Pernyataan itu berdasarkan surat yang dikeluarkan oleh Deputi Bidang Penegakan Lingkungan Hidup Badan Pengendalian Lingkungan Hidup Kementerian Lingkungan Hidup tertanggal 2 Juli 2026 dan juga surat yang dikeluarkan Dinas Lingkungan Hidup Provinsi Kalimantan Selatan sebelumnya yaitu pada tanggal 15 Juni 2026.
Dari fakta itu, warga mempertanyakan peran aparat penegak hukum yang seolah hanya diam dan menutup mata melihat kenyataan yang terjadi di Rantau Bakula. Perusahaan masih beroperasi dan menimbulkan kekacauan sosial dan lingkungan.
Perwakilan perempuan warga Rantau Bakula Mala, dalam orasinya dengan nada penuh harap menyampaikan keluh kesah di depan perusahaan menuntut keadilan. “Kami ingin pimpinan PT MMI hadir di sini dan mendengarkan apa yang menjadi masalah bagi kami, kenapa perusahaan harus takut.” tegasnya.

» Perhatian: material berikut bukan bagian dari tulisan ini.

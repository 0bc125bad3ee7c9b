//! Durand-Kerner: simultaneous iteration over all four complex roots
//!
//! Four estimates are seeded on a circle whose radius exceeds the largest
//! coefficient magnitude by one, then relaxed together until the mean
//! residual magnitude drops below tolerance. Roots whose imaginary part is
//! within twice the tolerance are classified as real.

use std::f64::consts::FRAC_PI_2;

use num_complex::Complex64;

use super::{MAX_ITERATIONS, Quartic, RootSet, TOLERANCE};

pub(super) fn roots(quartic: &Quartic) -> RootSet {
    let c = &quartic.0;
    let radius = 1.0 + c[1].abs().max(c[2].abs()).max(c[3].abs()).max(c[4].abs());

    // distinct starting points: quarter-turn angles, shrinking magnitudes
    let mut est = [
        Complex64::from_polar(radius, 0.0),
        Complex64::from_polar(radius, FRAC_PI_2) / 2.0,
        Complex64::from_polar(radius, 2.0 * FRAC_PI_2) / 3.0,
        Complex64::from_polar(radius, 3.0 * FRAC_PI_2) / 4.0,
    ];

    let mut err = f64::INFINITY;
    let mut steps = 0;
    while err > TOLERANCE && steps < MAX_ITERATIONS {
        steps += 1;

        let [p, r, s, t] = est;
        est = [
            p - quartic.eval_complex(p) / ((p - r) * (p - s) * (p - t)),
            r - quartic.eval_complex(r) / ((r - p) * (r - s) * (r - t)),
            s - quartic.eval_complex(s) / ((s - r) * (s - p) * (s - t)),
            t - quartic.eval_complex(t) / ((t - r) * (t - s) * (t - p)),
        ];

        err = est
            .iter()
            .map(|&z| quartic.eval_complex(z).norm())
            .sum::<f64>()
            / 4.0;
    }

    // a capped run still reports its best estimates under the same test
    let mut out = RootSet::default();
    for z in est {
        if z.im.abs() < 2.0 * TOLERANCE {
            out.push(z.re);
        }
    }
    out
}

#[cfg(test)]
mod tests {
    use super::*;

    #[test]
    fn recovers_distinct_real_roots() {
        // (t - 1)(t + 1)(t - 3)(t + 2) = t^4 - t^3 - 7t^2 + t + 6
        let quartic = Quartic::new([6.0, 1.0, -7.0, -1.0, 1.0]);
        let found = roots(&quartic).sorted();
        let expected = [-2.0, -1.0, 1.0, 3.0];
        assert_eq!(found.len(), 4);
        for (f, e) in found.iter().zip(expected) {
            assert!((f - e).abs() < 1e-8, "got {f}, expected {e}");
        }
    }

    #[test]
    fn rejects_conjugate_pairs() {
        // (t^2 + 2t + 5)(t - 1)(t - 2): complex pair at -1 +- 2i
        // expansion: t^4 - t^3 + t^2 - 11t + 10
        let quartic = Quartic::new([10.0, -11.0, 1.0, -1.0, 1.0]);
        let found = roots(&quartic).sorted();
        assert_eq!(found.len(), 2);
        let reals: Vec<f64> = found.iter().collect();
        assert!((reals[0] - 1.0).abs() < 1e-8);
        assert!((reals[1] - 2.0).abs() < 1e-8);
    }
}
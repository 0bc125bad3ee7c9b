//! Closed-form quartic solution (Ferrari / resolvent cubic)
//!
//! Direct complex-arithmetic evaluation of the quartic formula. Exact for
//! well-separated roots but numerically fragile near degenerate
//! discriminants, so it serves as a reference and validation path rather
//! than the default strategy.

use num_complex::Complex64;

use super::{Quartic, RootSet};

/// A computed root counts as real when its imaginary part is this close to
/// zero. Looser than the iterative tolerances: the closed form accumulates
/// more rounding through the nested radicals.
const REAL_EPS: f64 = 1e-10;

pub(super) fn roots(quartic: &Quartic) -> RootSet {
    let [e, d, c, b, a] = quartic.0;

    let a2 = a * a;
    let p = Complex64::from((8.0 * a * c - 3.0 * b * b) / (8.0 * a2));
    let q = Complex64::from((b * b * b - 4.0 * a * b * c + 8.0 * a2 * d) / (8.0 * a2 * a));

    let d0 = Complex64::from(c * c - 3.0 * b * d + 12.0 * a * e);
    let d1 = Complex64::from(
        2.0 * c * c * c - 9.0 * b * c * d + 27.0 * b * b * e + 27.0 * a * d * d - 72.0 * a * c * e,
    );

    let big_q = ((d1 + (d1 * d1 - 4.0 * d0 * d0 * d0).sqrt()) / 2.0).powf(1.0 / 3.0);
    let s = 0.5 * (-2.0 / 3.0 * p + (big_q + d0 / big_q) / (3.0 * a)).sqrt();

    let base = Complex64::from(-b / (4.0 * a));
    let inner = -4.0 * s * s - 2.0 * p;

    let candidates = [
        base - s + 0.5 * (inner + q / s).sqrt(),
        base - s - 0.5 * (inner + q / s).sqrt(),
        base + s + 0.5 * (inner - q / s).sqrt(),
        base + s - 0.5 * (inner - q / s).sqrt(),
    ];

    let mut out = RootSet::default();
    for z in candidates {
        if z.im.abs() < REAL_EPS {
            out.push(z.re);
        }
    }
    out
}
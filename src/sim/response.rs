//! Physical response to a scheduled event
//!
//! Pegs reflect the velocity about the surface normal; walls invert the
//! horizontal component. Either way the particle is then nudged one
//! micro-step past the surface (so the same contact is not rescheduled) and
//! damped exactly once.

use glam::DVec2;

use crate::consts::EPS;

use super::event::{Event, EventKind};
use super::geometry;
use super::state::{Board, Particle};

/// Outward unit normal from a peg center to a surface point.
#[inline]
pub fn surface_normal(center: DVec2, point: DVec2) -> DVec2 {
    (point - center).normalize()
}

/// Reflect `v` about the unit normal `n`: `v' = v - 2 (v . n) n`.
#[inline]
pub fn reflect(v: DVec2, n: DVec2) -> DVec2 {
    v - 2.0 * v.dot(n) * n
}

/// Pull a post-collision position back onto the peg surface, cancelling the
/// small numerical penetration or overshoot accumulated by the root solver.
#[inline]
pub fn constrain_to_surface(center: DVec2, radius: f64, point: DVec2) -> DVec2 {
    center + surface_normal(center, point) * radius
}

/// Apply a non-terminal event's bounce to a particle that has already been
/// advanced to the event time: reflect, constraint-correct, micro-step past
/// the surface, damp. `Exit` is terminal and leaves the velocity untouched;
/// the driver never routes it here.
pub fn apply_bounce(board: &Board, particle: &mut Particle, event: &Event) {
    match event.kind {
        EventKind::Peg(i) => {
            let peg = board.pegs()[i];
            let normal = surface_normal(peg, particle.pos);
            particle.vel = reflect(particle.vel, normal);
            particle.pos = constrain_to_surface(peg, board.radius, particle.pos);
        }
        EventKind::WallLeft | EventKind::WallRight => {
            particle.vel.x = -particle.vel.x;
        }
        EventKind::Exit => {}
    }

    particle.pos = geometry::position_at(particle.pos, particle.vel, EPS);
    particle.vel = geometry::velocity_at(particle.vel, EPS);
    particle.vel *= board.damp;
}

Koordinator aksi damai Muhammad Nur mengatakan bahwa warga sudah sangat lelah dan resah dengan adanya aktivitas PT MMI ini. “Kami melakukan aksi damai ini untuk mendesak PT MMI untuk menghentikan operasinya dan melakukan pemulihan lingkungan hidup dan sosial warga di Rantau Bakula” ujar Muhammad Nur.

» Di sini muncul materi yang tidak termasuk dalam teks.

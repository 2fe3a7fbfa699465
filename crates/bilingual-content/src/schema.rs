//! Frontmatter schema: declared string fields and unknown-field handling

use serde::{Deserialize, Serialize};
use serde_yaml::{Mapping, Value};

use crate::error::{FieldIssue, IssueKind};

/// How fields not declared by the schema are treated.
#[derive(Debug, Clone, Copy, PartialEq, Eq, Default, Serialize, Deserialize)]
#[serde(rename_all = "lowercase")]
pub enum UnknownFieldPolicy {
	/// Undeclared fields fail validation.
	#[default]
	Reject,
	/// Undeclared fields are dropped from the cleaned frontmatter.
	Ignore,
}

/// A string-valued frontmatter field.
#[derive(Debug, Clone, PartialEq, Eq)]
pub struct FieldSpec {
	/// Frontmatter key, e.g. `primaryButtonLink`.
	pub name: String,
	/// Whether an absent key is an issue.
	pub required: bool,
}

impl FieldSpec {
	/// Create an optional field with the given name
	///
	/// # Examples
	///
	/// ```
	/// use bilingual_content::FieldSpec;
	///
	/// let field = FieldSpec::new("subtitle");
	/// assert_eq!(field.name, "subtitle");
	/// assert!(!field.required);
	/// ```
	pub fn new(name: impl Into<String>) -> Self {
		Self {
			name: name.into(),
			required: false,
		}
	}

	/// Set the field as required
	pub fn required(mut self) -> Self {
		self.required = true;
		self
	}

	/// Check one value; `None` means the key is absent.
	///
	/// An explicit YAML `null` is a type error, not an absent value.
	pub fn clean(&self, value: Option<&Value>) -> Result<Option<String>, IssueKind> {
		match value {
			None if self.required => Err(IssueKind::Required),
			None => Ok(None),
			Some(Value::String(s)) => Ok(Some(s.clone())),
			Some(other) => Err(IssueKind::ExpectedString {
				found: yaml_type_name(other),
			}),
		}
	}
}

/// Name of a YAML value's type, for error messages.
pub(crate) fn yaml_type_name(value: &Value) -> &'static str {
	match value {
		Value::Null => "null",
		Value::Bool(_) => "boolean",
		Value::Number(_) => "number",
		Value::String(_) => "string",
		Value::Sequence(_) => "array",
		Value::Mapping(_) => "object",
		Value::Tagged(_) => "tagged value",
	}
}

/// Declared shape of a content document's frontmatter.
///
/// # Example
/// ```
/// use bilingual_content::ContentSchema;
///
/// let schema = ContentSchema::page();
/// let frontmatter: serde_yaml::Mapping = serde_yaml::from_str("title: Hello").unwrap();
///
/// let cleaned = schema.clean(&frontmatter).unwrap();
/// assert_eq!(cleaned.len(), 1);
/// ```
#[derive(Debug, Clone, PartialEq, Eq)]
pub struct ContentSchema {
	fields: Vec<FieldSpec>,
	unknown_fields: UnknownFieldPolicy,
}

impl ContentSchema {
	/// Create a schema from field declarations, rejecting unknown fields
	pub fn new(fields: Vec<FieldSpec>) -> Self {
		Self {
			fields,
			unknown_fields: UnknownFieldPolicy::default(),
		}
	}

	/// Schema shared by every page collection: a required `title` plus
	/// optional hero text and two call-to-action buttons.
	pub fn page() -> Self {
		Self::new(vec![
			FieldSpec::new("title").required(),
			FieldSpec::new("subtitle"),
			FieldSpec::new("description"),
			FieldSpec::new("primaryButton"),
			FieldSpec::new("primaryButtonLink"),
			FieldSpec::new("secondaryButton"),
			FieldSpec::new("secondaryButtonLink"),
		])
	}

	/// Set the unknown-field policy
	pub fn with_unknown_fields(mut self, policy: UnknownFieldPolicy) -> Self {
		self.unknown_fields = policy;
		self
	}

	/// Declared fields in declaration order
	pub fn fields(&self) -> &[FieldSpec] {
		&self.fields
	}

	/// Current unknown-field policy
	pub fn unknown_fields(&self) -> UnknownFieldPolicy {
		self.unknown_fields
	}

	/// Look up a field declaration by name
	pub fn field(&self, name: &str) -> Option<&FieldSpec> {
		self.fields.iter().find(|f| f.name == name)
	}

	/// Validate raw frontmatter and return only the declared, present fields.
	///
	/// Every problem is reported, declared fields first (in declaration
	/// order), then unknown fields in document order.
	pub fn clean(&self, frontmatter: &Mapping) -> Result<Mapping, Vec<FieldIssue>> {
		let mut cleaned = Mapping::new();
		let mut issues = Vec::new();

		for field in &self.fields {
			match field.clean(frontmatter.get(field.name.as_str())) {
				Ok(Some(value)) => {
					cleaned.insert(Value::String(field.name.clone()), Value::String(value));
				}
				Ok(None) => {}
				Err(kind) => issues.push(FieldIssue::new(field.name.clone(), kind)),
			}
		}

		if self.unknown_fields == UnknownFieldPolicy::Reject {
			for key in frontmatter.keys() {
				let declared = key.as_str().is_some_and(|k| self.field(k).is_some());
				if !declared {
					issues.push(FieldIssue::new(key_label(key), IssueKind::Unrecognized));
				}
			}
		}

		if issues.is_empty() {
			Ok(cleaned)
		} else {
			Err(issues)
		}
	}
}

impl Default for ContentSchema {
	fn default() -> Self {
		Self::page()
	}
}

fn key_label(key: &Value) -> String {
	match key {
		Value::String(s) => s.clone(),
		other => serde_yaml::to_string(other)
			.map(|s| s.trim_end().to_string())
			.unwrap_or_else(|_| yaml_type_name(other).to_string()),
	}
}

#[cfg(test)]
mod tests {
	use super::*;
	use rstest::rstest;

	fn mapping(source: &str) -> Mapping {
		serde_yaml::from_str(source).unwrap()
	}

	#[rstest]
	fn test_title_only_is_valid() {
		// Arrange
		let schema = ContentSchema::page();

		// Act
		let cleaned = schema.clean(&mapping("title: Hello")).unwrap();

		// Assert
		assert_eq!(cleaned.get("title"), Some(&Value::String("Hello".into())));
		assert_eq!(cleaned.len(), 1);
	}

	#[rstest]
	fn test_all_fields() {
		let source = r#"
title: Handmade jewelry
subtitle: One piece at a time
description: Rings and necklaces
primaryButton: Shop
primaryButtonLink: /en/products
secondaryButton: Contact
secondaryButtonLink: /en/contact
"#;
		let cleaned = ContentSchema::page().clean(&mapping(source)).unwrap();
		assert_eq!(cleaned.len(), 7);
	}

	#[rstest]
	fn test_missing_title() {
		let issues = ContentSchema::page()
			.clean(&mapping("subtitle: Hi"))
			.unwrap_err();
		assert_eq!(issues, vec![FieldIssue::new("title", IssueKind::Required)]);
	}

	#[rstest]
	#[case("title: 123", "number")]
	#[case("title: ~", "null")]
	#[case("title: true", "boolean")]
	#[case("title: [a, b]", "array")]
	#[case("title: {en: Hello}", "object")]
	fn test_title_must_be_string(#[case] source: &str, #[case] found: &'static str) {
		let issues = ContentSchema::page().clean(&mapping(source)).unwrap_err();
		assert_eq!(
			issues,
			vec![FieldIssue::new("title", IssueKind::ExpectedString { found })]
		);
	}

	#[rstest]
	fn test_optional_field_null_is_rejected() {
		let issues = ContentSchema::page()
			.clean(&mapping("title: Hi\nsubtitle: null"))
			.unwrap_err();
		assert_eq!(issues[0].field, "subtitle");
	}

	#[rstest]
	fn test_unknown_field_rejected_by_default() {
		// Arrange
		let schema = ContentSchema::page();

		// Act
		let issues = schema
			.clean(&mapping("title: Hi\nheroImage: /a.png\n42: x"))
			.unwrap_err();

		// Assert
		assert_eq!(
			issues,
			vec![
				FieldIssue::new("heroImage", IssueKind::Unrecognized),
				FieldIssue::new("42", IssueKind::Unrecognized),
			]
		);
	}

	#[rstest]
	fn test_unknown_field_ignored_when_configured() {
		// Arrange
		let schema = ContentSchema::page().with_unknown_fields(UnknownFieldPolicy::Ignore);

		// Act
		let cleaned = schema
			.clean(&mapping("title: Hi\nheroImage: /a.png"))
			.unwrap();

		// Assert
		assert_eq!(cleaned.len(), 1);
		assert!(cleaned.get("heroImage").is_none());
	}

	#[rstest]
	fn test_all_issues_reported_together() {
		let issues = ContentSchema::page()
			.clean(&mapping("subtitle: 1\ndraft: true"))
			.unwrap_err();
		let fields: Vec<&str> = issues.iter().map(|i| i.field.as_str()).collect();
		assert_eq!(fields, vec!["title", "subtitle", "draft"]);
	}

	#[rstest]
	fn test_page_declares_only_title_as_required() {
		let schema = ContentSchema::page();

		let declared: Vec<(&str, bool)> = schema
			.fields()
			.iter()
			.map(|f| (f.name.as_str(), f.required))
			.collect();

		assert_eq!(
			declared,
			vec![
				("title", true),
				("subtitle", false),
				("description", false),
				("primaryButton", false),
				("primaryButtonLink", false),
				("secondaryButton", false),
				("secondaryButtonLink", false),
			]
		);
		assert_eq!(schema.field("description"), Some(&FieldSpec::new("description")));
	}
}
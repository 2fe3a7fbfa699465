//! Settings for the bilingual site
//!
//! [`SiteSettings`] is read from a `site.toml` file. Every key is optional and
//! the defaults describe the built-in English/Hebrew site, so an empty file
//! (or no file at all) is a valid configuration.
//!
//! ```toml
//! default_locale = "en"
//!
//! [[languages]]
//! code = "en"
//! name = "English"
//!
//! [[languages]]
//! code = "he"
//! name = "עברית"
//! direction = "rtl"
//!
//! [i18n]
//! missing_translation = "placeholder"
//! strings = "strings.toml"
//!
//! [content]
//! dir = "src/content"
//! unknown_fields = "reject"
//!
//! [theme]
//! content = ["./src/**/*.{astro,html,js,jsx,md,mdx,svelte,ts,tsx,vue}"]
//! ```

pub mod error;
pub mod settings;

pub use error::{SettingsError, SettingsResult};
pub use settings::{ContentSettings, I18nSettings, SiteSettings, ThemeSettings};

Melalui Aliansi ini, Kepala Divisi Advokasi, Kampanye, Pendidikan dan Pengkaderan WALHI Kalimantan Selatan Jefry Raharja menambahkan bahwa agenda aksi damai ini tidak lain untuk menggalang solidaritas dukungan terhadap perjuangan warga. “Warga Rantau Bakula telah lama dan lelah menanggung beban ini, baik kerusakan ekologis, gangguan kesehatan, psikologis dan gangguan lainnya. Harusnya dengan aksi damai ini negara segera hadir di Rantau Bakula untuk mengevaluasi dan mengaudit seluruh perizinan PT MMI” jelasnya.
Selain aksi damai di sore hari, warga juga melakukan kegiatan istighosah atau do’a bersama malam harinya di depan PT MMI. Warga telah melakukan segala upaya untuk menuntut keadilan bagi warga bahkan hingga tingkat nasional. Maka itu penting agenda do’a bersama dilakukan sebagai upaya spiritual warga di hapadan kezaliman PT MMI.
Pada momentum aksi damai kali ini warga memberikan hadiah simbolik berupa korek kuping dan obat tetes mata berukuran besar, namun tidak diterima oleh perwakilan perusahaan yang menemui warga. Aliansi Masyarakat Rantau Bakula meminta perusahaan membuka seluruh dokumen perizinan termasuk dokumen lingkungan PT MMI. Pemerintah juga harus segera melakukan evaluasi dan audit terhadap PT MMI atas dampak yang diakibatkan dari aktivitas ekstraktif perusahaan khususnya di Rantau Bakula.